The two-year C$500 million ($389 million) loan from two Canadian banks to Home Trust Company will replace a C$2 billion ($1.6 billion) credit line from Berkshire, Home Capital said in a statement Wednesday. Buffett stepped in to backstop Toronto-based Home Capital last year after it was found by regulators to have improperly disclosed falsified home-loan applications and short-sellers targeted the stock.
The new loan results in a lower aggregate cost than the existing facility, Home Capital’s Chief Financial Officer Brad Kotush said in a statement. “We have significantly reduced our reliance on demand deposits for funding.”
The terms of the new line of credit includes a 0.75 percent upfront commitment fee, 0.6 percent annual standby charge on any unused portion and an interest rate on the drawn portion equal to three-month the Canadian Deposit Offered Rate plus 150 basis points. Three-month CDOR stands at about 1.75 percent so the interest rate would be about 3.25 percent.

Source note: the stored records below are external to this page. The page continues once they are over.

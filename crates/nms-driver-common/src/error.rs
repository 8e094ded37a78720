//! Error types for driver operations.
//!
//! Only genuine failures are errors. A disabled feature, an empty table or a
//! missing optional column are normal outcomes and never surface here.

use std::io;
use std::path::PathBuf;
use thiserror::Error;

/// Result type alias for driver operations.
pub type DriverResult<T> = Result<T, DriverError>;

/// Errors that can occur while discovering or polling a device.
#[derive(Debug, Error)]
pub enum DriverError {
    /// The SNMP facade failed (timeout, transport error, malformed response).
    #[error("SNMP query failed for '{target}' on device {device}: {message}")]
    Snmp {
        /// Device hostname or id.
        device: String,
        /// OID or table that was queried.
        target: String,
        /// Error message.
        message: String,
    },

    /// The port cache collaborator failed.
    #[error("Port cache lookup failed for ifIndex {if_index}: {message}")]
    PortCache {
        /// Interface index that was looked up.
        if_index: u32,
        /// Error message.
        message: String,
    },

    /// Configuration validation error.
    #[error("Invalid configuration for {field}: {message}")]
    InvalidConfig {
        /// The field that failed validation.
        field: String,
        /// Error message.
        message: String,
    },

    /// Reading a configuration or snapshot file failed.
    #[error("Failed to read {path}: {source}")]
    Io {
        path: PathBuf,
        #[source]
        source: io::Error,
    },

    /// A configuration or snapshot file could not be decoded.
    #[error("Failed to decode {path}: {message}")]
    Decode { path: PathBuf, message: String },

    /// A value could not be parsed into a network type.
    #[error(transparent)]
    Parse(#[from] nms_types::ParseError),

    /// Internal error (unexpected state).
    #[error("Internal error: {message}")]
    Internal {
        /// Error message.
        message: String,
    },
}

impl DriverError {
    /// Creates an SNMP query error.
    pub fn snmp(
        device: impl Into<String>,
        target: impl Into<String>,
        message: impl Into<String>,
    ) -> Self {
        Self::Snmp {
            device: device.into(),
            target: target.into(),
            message: message.into(),
        }
    }

    /// Creates a port cache error.
    pub fn port_cache(if_index: u32, message: impl Into<String>) -> Self {
        Self::PortCache {
            if_index,
            message: message.into(),
        }
    }

    /// Creates an invalid configuration error.
    pub fn invalid_config(field: impl Into<String>, message: impl Into<String>) -> Self {
        Self::InvalidConfig {
            field: field.into(),
            message: message.into(),
        }
    }

    /// Creates an internal error.
    pub fn internal(message: impl Into<String>) -> Self {
        Self::Internal {
            message: message.into(),
        }
    }

    /// Returns true if the failure is transient and the device should simply
    /// be tried again on its next scheduled cycle.
    pub fn is_retryable(&self) -> bool {
        matches!(
            self,
            DriverError::Snmp { .. } | DriverError::PortCache { .. }
        )
    }
}
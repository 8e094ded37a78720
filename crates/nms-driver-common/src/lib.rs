//! Common infrastructure for per-vendor SNMP device drivers.
//!
//! This crate provides the pieces every vendor driver builds on:
//!
//! - [`snmp`]: the protocol query facade ([`SnmpQuery`]) and port cache
//!   collaborator ([`PortCache`]) drivers talk to
//! - [`driver`]: [`DeviceDriver`] and the capability traits
//!   ([`ProcessorDiscovery`], [`ProcessorPolling`], [`NacPolling`])
//! - [`cpu_load`]: the shared CPU-load table driver vendor drivers delegate to
//! - [`processor`] and [`nac`]: the records drivers hand to the store
//! - [`config`], [`logging`]: poller process configuration and tracing setup
//! - [`snapshot`]: a replay facade serving recorded agent answers
//! - [`error`]: error types for driver operations
//!
//! # Architecture
//!
//! A poll cycle for one device looks like this:
//!
//! 1. The scheduler picks the driver for the device's OS
//! 2. It asks the driver for the capability it wants to run
//! 3. The driver issues scalar gets and walks through the facade
//! 4. Decoded values are normalized into records and returned
//! 5. The store persists the records; errors abort that device's cycle
//!
//! # Example
//!
//! ```ignore
//! use nms_driver_common::{DeviceDriver, DriverResult};
//!
//! async fn poll(driver: &dyn DeviceDriver, device: &Device) -> DriverResult<()> {
//!     if let Some(nac) = driver.nac_polling() {
//!         let sessions = nac.poll_nac(device).await?;
//!         store.replace_nac(device, sessions).await?;
//!     }
//!     Ok(())
//! }
//! ```

pub mod config;
pub mod cpu_load;
pub mod driver;
pub mod error;
pub mod logging;
pub mod nac;
pub mod processor;
pub mod snapshot;
pub mod snmp;

// Re-export commonly used items at crate root
pub use config::{
    LogFormat, LoggingConfig, ModulesConfig, PollerConfig, SnmpConfig, DEFAULT_CONFIG_PATH,
};
pub use cpu_load::CpuLoadTable;
pub use driver::{Capability, DeviceDriver, NacPolling, ProcessorDiscovery, ProcessorPolling};
pub use error::{DriverError, DriverResult};
pub use logging::init_logging;
pub use nac::{AuthcStatus, AuthzStatus, NacSessions, PortNac, UNKNOWN};
pub use processor::{
    parse_usage, Processor, ProcessorId, ProcessorReadings, ProcessorType, StoredProcessor,
};
pub use snapshot::{Snapshot, SnapshotQuery, SnapshotRow};
pub use snmp::{
    FieldValue, FieldValues, PortCache, QueryOptions, SnmpQuery, SnmpTable,
    TableRow,
};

The previous credit agreement from Berkshire carried about a 9 percent interest rate on outstanding balances and 1 percent on the undrawn funds.
Berkshire didn’t immediately respond to a request for comment left with an assistant.
Home Capital shares have risen 59 percent in the past 12 months to C$14.13. Berkshire holds about a 20 percent stake, according to data compiled by Bloomberg.